__YOUR GOAL__. Check each line of the records for "reqwest"; collect those that have it.

*** INFORMATION SUPPLIED Section Begins ***

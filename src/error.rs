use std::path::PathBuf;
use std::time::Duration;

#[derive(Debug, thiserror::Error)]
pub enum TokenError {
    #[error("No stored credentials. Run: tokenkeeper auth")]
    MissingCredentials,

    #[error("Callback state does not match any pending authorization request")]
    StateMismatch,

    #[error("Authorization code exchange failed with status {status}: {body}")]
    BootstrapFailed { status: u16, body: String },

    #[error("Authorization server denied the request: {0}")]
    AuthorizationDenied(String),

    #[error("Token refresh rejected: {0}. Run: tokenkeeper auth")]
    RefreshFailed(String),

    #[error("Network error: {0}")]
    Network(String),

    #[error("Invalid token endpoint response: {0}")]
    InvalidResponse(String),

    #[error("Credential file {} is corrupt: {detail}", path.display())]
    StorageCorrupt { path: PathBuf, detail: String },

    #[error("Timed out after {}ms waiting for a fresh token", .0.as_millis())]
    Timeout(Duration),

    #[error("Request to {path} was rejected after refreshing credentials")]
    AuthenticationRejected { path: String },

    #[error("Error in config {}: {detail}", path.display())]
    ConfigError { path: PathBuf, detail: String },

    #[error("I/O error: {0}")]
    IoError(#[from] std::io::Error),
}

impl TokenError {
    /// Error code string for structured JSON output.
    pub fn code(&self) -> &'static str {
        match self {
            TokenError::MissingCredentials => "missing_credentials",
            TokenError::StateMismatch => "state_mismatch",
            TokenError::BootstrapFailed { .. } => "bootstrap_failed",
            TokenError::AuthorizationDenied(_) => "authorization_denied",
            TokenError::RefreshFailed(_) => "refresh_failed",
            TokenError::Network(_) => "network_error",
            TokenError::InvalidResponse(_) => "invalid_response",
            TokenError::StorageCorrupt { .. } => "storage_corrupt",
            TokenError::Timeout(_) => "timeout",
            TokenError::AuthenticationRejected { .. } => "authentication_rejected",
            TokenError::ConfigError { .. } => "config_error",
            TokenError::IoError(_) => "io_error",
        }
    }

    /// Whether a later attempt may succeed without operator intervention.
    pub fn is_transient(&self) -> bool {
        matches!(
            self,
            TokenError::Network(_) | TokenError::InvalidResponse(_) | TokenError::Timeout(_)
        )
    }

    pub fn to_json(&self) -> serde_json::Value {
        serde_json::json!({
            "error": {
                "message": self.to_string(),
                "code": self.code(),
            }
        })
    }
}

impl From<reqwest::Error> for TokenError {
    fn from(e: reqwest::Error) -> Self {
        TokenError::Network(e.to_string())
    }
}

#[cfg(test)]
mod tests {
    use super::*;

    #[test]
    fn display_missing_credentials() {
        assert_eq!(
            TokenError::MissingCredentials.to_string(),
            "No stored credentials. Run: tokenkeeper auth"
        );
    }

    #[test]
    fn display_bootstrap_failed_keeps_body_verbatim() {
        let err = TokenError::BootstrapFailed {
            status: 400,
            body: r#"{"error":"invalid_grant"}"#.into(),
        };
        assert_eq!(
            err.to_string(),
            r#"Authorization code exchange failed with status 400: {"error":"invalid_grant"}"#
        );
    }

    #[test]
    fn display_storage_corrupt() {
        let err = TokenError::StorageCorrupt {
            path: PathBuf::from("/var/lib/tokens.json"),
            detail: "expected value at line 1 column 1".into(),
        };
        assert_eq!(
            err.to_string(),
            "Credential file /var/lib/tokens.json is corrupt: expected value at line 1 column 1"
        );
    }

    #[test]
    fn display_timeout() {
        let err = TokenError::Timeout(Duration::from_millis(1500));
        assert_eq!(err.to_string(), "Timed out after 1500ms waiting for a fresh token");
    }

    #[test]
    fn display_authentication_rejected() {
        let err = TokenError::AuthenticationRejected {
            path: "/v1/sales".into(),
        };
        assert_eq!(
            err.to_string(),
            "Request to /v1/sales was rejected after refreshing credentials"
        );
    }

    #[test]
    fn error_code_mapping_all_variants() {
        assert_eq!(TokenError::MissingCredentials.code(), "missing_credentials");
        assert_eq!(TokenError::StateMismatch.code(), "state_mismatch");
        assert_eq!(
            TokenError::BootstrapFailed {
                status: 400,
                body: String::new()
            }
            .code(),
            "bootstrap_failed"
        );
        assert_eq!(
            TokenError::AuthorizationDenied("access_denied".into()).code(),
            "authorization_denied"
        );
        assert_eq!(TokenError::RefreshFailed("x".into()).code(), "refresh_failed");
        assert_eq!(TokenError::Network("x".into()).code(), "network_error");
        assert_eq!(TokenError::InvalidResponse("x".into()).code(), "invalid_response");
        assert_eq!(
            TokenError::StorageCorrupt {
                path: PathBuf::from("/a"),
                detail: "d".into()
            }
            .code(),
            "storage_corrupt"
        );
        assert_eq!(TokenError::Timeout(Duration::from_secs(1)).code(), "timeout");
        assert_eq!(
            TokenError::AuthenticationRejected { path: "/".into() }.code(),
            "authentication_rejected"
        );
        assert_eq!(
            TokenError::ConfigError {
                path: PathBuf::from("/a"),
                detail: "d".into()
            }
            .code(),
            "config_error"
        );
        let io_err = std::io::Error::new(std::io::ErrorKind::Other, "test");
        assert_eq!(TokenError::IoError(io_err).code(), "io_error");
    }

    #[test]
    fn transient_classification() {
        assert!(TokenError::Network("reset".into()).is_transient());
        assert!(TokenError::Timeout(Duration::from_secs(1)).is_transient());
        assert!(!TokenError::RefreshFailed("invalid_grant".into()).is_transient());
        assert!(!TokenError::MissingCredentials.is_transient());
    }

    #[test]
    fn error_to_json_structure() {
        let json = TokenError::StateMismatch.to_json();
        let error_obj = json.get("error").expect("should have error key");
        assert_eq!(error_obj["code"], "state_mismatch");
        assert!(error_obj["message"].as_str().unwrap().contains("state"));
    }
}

*** INFORMATION SUPPLIED Section Ends ***

__FINISHED EXERCISE__.
impl From<reqwest::Error> for TokenError {
    fn from(e: reqwest::Error) -> Self {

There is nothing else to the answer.